Damien est en prison depuis ses 13 ans pour de sombres raisons que je vous laisse découvrir. Au début de ce roman noir, il est transféré de sa prison à un zoo dans lequel les plus grands criminels sont rassemblés dans des enclos. Des criminels dont il fait partie et qui sont exposés comme des animaux aux visiteurs toujours plus nombreux. C’est dans cet endroit morbide que les choses vont s’accélérer pour Damien puisqu’il réussit à s’échapper tout en rencontrant Cab, une jeune fille issue du grand banditisme qui va lui ouvrir les portes d’un monde souterrain qu’il méconnait.

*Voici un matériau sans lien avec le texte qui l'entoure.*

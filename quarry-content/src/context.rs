//! ContentContext - I/O primitives for the document store
//!
//! The context provides access to storage, not business logic. Each document
//! kind lives in its own directory as one pretty-printed JSON file per
//! record; commands do all the work on top of these primitives.
//!
//! There is deliberately no locking and no versioning: concurrent writes to
//! the same document are resolved last-write-wins at the filesystem layer.

use std::path::{Path, PathBuf};

use quarry_config::QuarryConfig;
use tokio::fs;
use tracing::warn;

use crate::error::{ContentError, Result};
use crate::types::{
    ApiKey, Collection, CollectionId, Entity, EntityId, KeyId, Language, LanguageId, MediaFile,
    MediaId,
};

/// Context passed to every command - provides access, not logic
pub struct ContentContext {
    /// Root directory of the content store
    root: PathBuf,
    /// Process configuration, passed in explicitly
    config: QuarryConfig,
}

impl ContentContext {
    /// Create a new context for the given store root
    pub fn new(root: impl Into<PathBuf>, config: QuarryConfig) -> Self {
        Self {
            root: root.into(),
            config,
        }
    }

    /// The store root directory
    pub fn root(&self) -> &Path {
        &self.root
    }

    /// The process configuration
    pub fn config(&self) -> &QuarryConfig {
        &self.config
    }

    // =========================================================================
    // Path helpers
    // =========================================================================

    /// Path to the collections directory
    pub fn collections_dir(&self) -> PathBuf {
        self.root.join("collections")
    }

    /// Path to a collection's JSON file
    pub fn collection_path(&self, id: &CollectionId) -> PathBuf {
        self.collections_dir().join(format!("{id}.json"))
    }

    /// Path to the entities directory
    pub fn entities_dir(&self) -> PathBuf {
        self.root.join("entities")
    }

    /// Path to an entity's JSON file
    pub fn entity_path(&self, id: &EntityId) -> PathBuf {
        self.entities_dir().join(format!("{id}.json"))
    }

    /// Path to the languages directory
    pub fn languages_dir(&self) -> PathBuf {
        self.root.join("languages")
    }

    /// Path to a language's JSON file
    pub fn language_path(&self, id: &LanguageId) -> PathBuf {
        self.languages_dir().join(format!("{id}.json"))
    }

    /// Path to the media directory
    pub fn media_dir(&self) -> PathBuf {
        self.root.join("media")
    }

    /// Path to a media record's JSON file
    pub fn media_path(&self, id: &MediaId) -> PathBuf {
        self.media_dir().join(format!("{id}.json"))
    }

    /// Path to the keys directory
    pub fn keys_dir(&self) -> PathBuf {
        self.root.join("keys")
    }

    /// Path to a key's JSON file
    pub fn key_path(&self, id: &KeyId) -> PathBuf {
        self.keys_dir().join(format!("{id}.json"))
    }

    // =========================================================================
    // Directory initialization
    // =========================================================================

    /// Check if all store directories exist
    pub fn is_initialized(&self) -> bool {
        self.root.exists()
            && self.collections_dir().exists()
            && self.entities_dir().exists()
            && self.languages_dir().exists()
            && self.media_dir().exists()
            && self.keys_dir().exists()
    }

    /// Create the store directory structure. Idempotent.
    pub async fn create_directories(&self) -> Result<()> {
        fs::create_dir_all(&self.root).await?;
        fs::create_dir_all(self.collections_dir()).await?;
        fs::create_dir_all(self.entities_dir()).await?;
        fs::create_dir_all(self.languages_dir()).await?;
        fs::create_dir_all(self.media_dir()).await?;
        fs::create_dir_all(self.keys_dir()).await?;
        Ok(())
    }

    /// Ensure the directory structure exists, creating it if needed
    pub async fn ensure_directories(&self) -> Result<()> {
        if !self.is_initialized() {
            self.create_directories().await?;
        }
        Ok(())
    }

    // =========================================================================
    // Collection I/O
    // =========================================================================

    /// Read a collection by id
    pub async fn read_collection(&self, id: &CollectionId) -> Result<Collection> {
        let path = self.collection_path(id);
        if !path.exists() {
            return Err(ContentError::CollectionNotFound {
                identifier: id.to_string(),
            });
        }

        let content = fs::read_to_string(&path).await?;
        Ok(serde_json::from_str(&content)?)
    }

    /// Write a collection (atomic write via temp file)
    pub async fn write_collection(&self, collection: &Collection) -> Result<()> {
        let content = serde_json::to_string_pretty(collection)?;
        atomic_write(&self.collection_path(&collection.id), content.as_bytes()).await
    }

    /// Delete a collection file
    pub async fn delete_collection_file(&self, id: &CollectionId) -> Result<()> {
        let path = self.collection_path(id);
        if path.exists() {
            fs::remove_file(&path).await?;
        }
        Ok(())
    }

    /// Read all collections, oldest first
    pub async fn read_all_collections(&self) -> Result<Vec<Collection>> {
        let mut collections: Vec<Collection> = self.read_dir_documents(&self.collections_dir()).await?;
        collections.sort_by(|a, b| (a.created, a.id).cmp(&(b.created, b.id)));
        Ok(collections)
    }

    /// Resolve a collection by id or by name
    pub async fn find_collection(&self, identifier: &str) -> Result<Collection> {
        if let Some(id) = CollectionId::parse(identifier) {
            return self.read_collection(&id).await;
        }

        self.read_all_collections()
            .await?
            .into_iter()
            .find(|c| c.name == identifier)
            .ok_or_else(|| ContentError::CollectionNotFound {
                identifier: identifier.to_string(),
            })
    }

    // =========================================================================
    // Entity I/O
    // =========================================================================

    /// Read an entity by id
    pub async fn read_entity(&self, id: &EntityId) -> Result<Entity> {
        let path = self.entity_path(id);
        if !path.exists() {
            return Err(ContentError::EntityNotFound { id: id.to_string() });
        }

        let content = fs::read_to_string(&path).await?;
        Ok(serde_json::from_str(&content)?)
    }

    /// Write an entity (atomic write via temp file)
    pub async fn write_entity(&self, entity: &Entity) -> Result<()> {
        let content = serde_json::to_string_pretty(entity)?;
        atomic_write(&self.entity_path(&entity.id), content.as_bytes()).await
    }

    /// Delete an entity file
    pub async fn delete_entity_file(&self, id: &EntityId) -> Result<()> {
        let path = self.entity_path(id);
        if path.exists() {
            fs::remove_file(&path).await?;
        }
        Ok(())
    }

    /// Read all entities, oldest first
    pub async fn read_all_entities(&self) -> Result<Vec<Entity>> {
        let mut entities: Vec<Entity> = self.read_dir_documents(&self.entities_dir()).await?;
        entities.sort_by(|a, b| (a.created, a.id).cmp(&(b.created, b.id)));
        Ok(entities)
    }

    /// Read all entities belonging to one collection, oldest first
    pub async fn read_collection_entities(&self, collection_id: &CollectionId) -> Result<Vec<Entity>> {
        let mut entities = self.read_all_entities().await?;
        entities.retain(|e| e.collection_id == *collection_id);
        Ok(entities)
    }

    // =========================================================================
    // Language I/O
    // =========================================================================

    /// Read a language by id
    pub async fn read_language(&self, id: &LanguageId) -> Result<Language> {
        let path = self.language_path(id);
        if !path.exists() {
            return Err(ContentError::LanguageNotFound { id: id.to_string() });
        }

        let content = fs::read_to_string(&path).await?;
        Ok(serde_json::from_str(&content)?)
    }

    /// Write a language (atomic write via temp file)
    pub async fn write_language(&self, language: &Language) -> Result<()> {
        let content = serde_json::to_string_pretty(language)?;
        atomic_write(&self.language_path(&language.id), content.as_bytes()).await
    }

    /// Delete a language file
    pub async fn delete_language_file(&self, id: &LanguageId) -> Result<()> {
        let path = self.language_path(id);
        if path.exists() {
            fs::remove_file(&path).await?;
        }
        Ok(())
    }

    /// Read all languages, longest-standing first
    pub async fn read_all_languages(&self) -> Result<Vec<Language>> {
        let mut languages: Vec<Language> = self.read_dir_documents(&self.languages_dir()).await?;
        languages.sort_by(|a, b| (a.created, a.id).cmp(&(b.created, b.id)));
        Ok(languages)
    }

    /// Resolve a language by its locale code
    pub async fn find_language(&self, locale: &str) -> Result<Language> {
        self.read_all_languages()
            .await?
            .into_iter()
            .find(|l| l.locale == locale)
            .ok_or_else(|| ContentError::LanguageNotFound {
                id: locale.to_string(),
            })
    }

    // =========================================================================
    // Media I/O
    // =========================================================================

    /// Read a media record by id
    pub async fn read_media(&self, id: &MediaId) -> Result<MediaFile> {
        let path = self.media_path(id);
        if !path.exists() {
            return Err(ContentError::MediaNotFound { id: id.to_string() });
        }

        let content = fs::read_to_string(&path).await?;
        Ok(serde_json::from_str(&content)?)
    }

    /// Write a media record (atomic write via temp file)
    pub async fn write_media(&self, media: &MediaFile) -> Result<()> {
        let content = serde_json::to_string_pretty(media)?;
        atomic_write(&self.media_path(&media.id), content.as_bytes()).await
    }

    /// Delete a media record file
    pub async fn delete_media_file(&self, id: &MediaId) -> Result<()> {
        let path = self.media_path(id);
        if path.exists() {
            fs::remove_file(&path).await?;
        }
        Ok(())
    }

    /// Read all media records, oldest first
    pub async fn read_all_media(&self) -> Result<Vec<MediaFile>> {
        let mut media: Vec<MediaFile> = self.read_dir_documents(&self.media_dir()).await?;
        media.sort_by(|a, b| (a.created, a.id).cmp(&(b.created, b.id)));
        Ok(media)
    }

    // =========================================================================
    // Key I/O
    // =========================================================================

    /// Read a key by id
    pub async fn read_key(&self, id: &KeyId) -> Result<ApiKey> {
        let path = self.key_path(id);
        if !path.exists() {
            return Err(ContentError::KeyNotFound { id: id.to_string() });
        }

        let content = fs::read_to_string(&path).await?;
        Ok(serde_json::from_str(&content)?)
    }

    /// Write a key (atomic write via temp file)
    pub async fn write_key(&self, key: &ApiKey) -> Result<()> {
        let content = serde_json::to_string_pretty(key)?;
        atomic_write(&self.key_path(&key.id), content.as_bytes()).await
    }

    /// Delete a key file
    pub async fn delete_key_file(&self, id: &KeyId) -> Result<()> {
        let path = self.key_path(id);
        if path.exists() {
            fs::remove_file(&path).await?;
        }
        Ok(())
    }

    /// Read all keys, oldest first
    pub async fn read_all_keys(&self) -> Result<Vec<ApiKey>> {
        let mut keys: Vec<ApiKey> = self.read_dir_documents(&self.keys_dir()).await?;
        keys.sort_by(|a, b| (a.created, a.id).cmp(&(b.created, b.id)));
        Ok(keys)
    }

    // =========================================================================
    // Internal
    // =========================================================================

    /// Read every `.json` document in a directory. Unparseable files are
    /// drift, not fatal: they are logged and skipped.
    async fn read_dir_documents<T: serde::de::DeserializeOwned>(
        &self,
        dir: &Path,
    ) -> Result<Vec<T>> {
        if !dir.exists() {
            return Ok(Vec::new());
        }

        let mut documents = Vec::new();
        let mut entries = fs::read_dir(dir).await?;

        while let Some(entry) = entries.next_entry().await? {
            let path = entry.path();
            if path.extension().and_then(|s| s.to_str()) != Some("json") {
                continue;
            }

            let content = fs::read_to_string(&path).await?;
            match serde_json::from_str(&content) {
                Ok(document) => documents.push(document),
                Err(error) => {
                    warn!(?path, %error, "skipping unparseable document");
                }
            }
        }

        Ok(documents)
    }
}

/// Atomic write via temp file and rename
async fn atomic_write(path: &Path, content: &[u8]) -> Result<()> {
    // Ensure parent directory exists
    if let Some(parent) = path.parent() {
        fs::create_dir_all(parent).await?;
    }

    let temp_path = path.with_extension("tmp");
    fs::write(&temp_path, content).await?;
    fs::rename(&temp_path, path).await?;

    Ok(())
}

Le futur ne s’annonce pas plus reposant pour le jeune homme fragile et abimé par les années de prison.

On retrouve dans « Monstres en cavale » les thèmes chers à l’autrice qui était déjà présents dans « Rien ne se perd », un roman noir édité chez Jigal en 2016 (une claque à lire d’urgence). Cloé Mehdi aborde dans ce premier roman les violences envers les enfants sous plusieurs formes (violences physiques, abandon) tout en questionnant la prison et la prise en charge de la maladie mentale dans la société. Ici on se situe à la frontière entre le thriller et le roman noir, le récit est mené tambour battant et une fois la fuite de Damien amorcée à travers l’Europe, l’autrice déroule les péripéties sans laisser ses personnages souffler bien longtemps. Ce premier roman écrit très jeune est déjà le reflet d’une autrice talentueuse et cela va se confirmer par la suite, notamment dans « Rien ne se perd » qui est pour moi une référence dans le polar.

Monstres en cavale, ed. du Masque, 7,90 euros, 624 pages.

La proie / Deon Meyer

Une nouvelle enquête de Benny Griessel et Vaughn Cupido entre Le Cap et Bordeaux.

Afrique du Sud. Le Cap. Un cadavre est retrouvé le long d’une voie ferrée où un train de luxe passe régulièrement. Ce cadavre est celui d’un ancien des services où travaillent Benny Griessel et Vaughn Cupido. Les deux compères, personnages récurrents chez Deon Meyer, font partie de la brigade des Hawks et s’occupent des affaires criminelles. Ils se retrouvent à enquêter sur ce cas épineux. Est-ce un suicide ? Un assassinat ? En parallèle à cela, un mystérieux personnage tente de se construire un quotidien banal à Bordeaux en France, en faisant table rase du passé. Un passé où il a été un ancien combattant de la branche militaire de l’ANC (l’African National Congress), autrement dit un agent de la lutte armée contre l’Apartheid.

Deux intrigues pour deux histoires qui cheminent de chapitres courts en chapitres courts comme souvent chez Deon Meyer. Les péripéties se déroulent en Afrique du Sud et en France, ce qui rend dynamique le récit. C’est efficace, prenant, avec jusque ce qu’il faut d’action sans être transcendant non plus dans les dialogues et dans les vannes. L’auteur aime toujours autant son pays mais ne peut s’empêcher de porter un regard désabusé, notamment sur sa politique.On sait à quoi s’attendre chez Deon Meyer et pourtant on se laisse porter et on y retourne. La recette est connue, certains clichés sont là et pourtant ça fonctionne. Un bon petit polar.

La proie, ed. Gallimard, coll. Série Noire, 18 euros, 576 pages.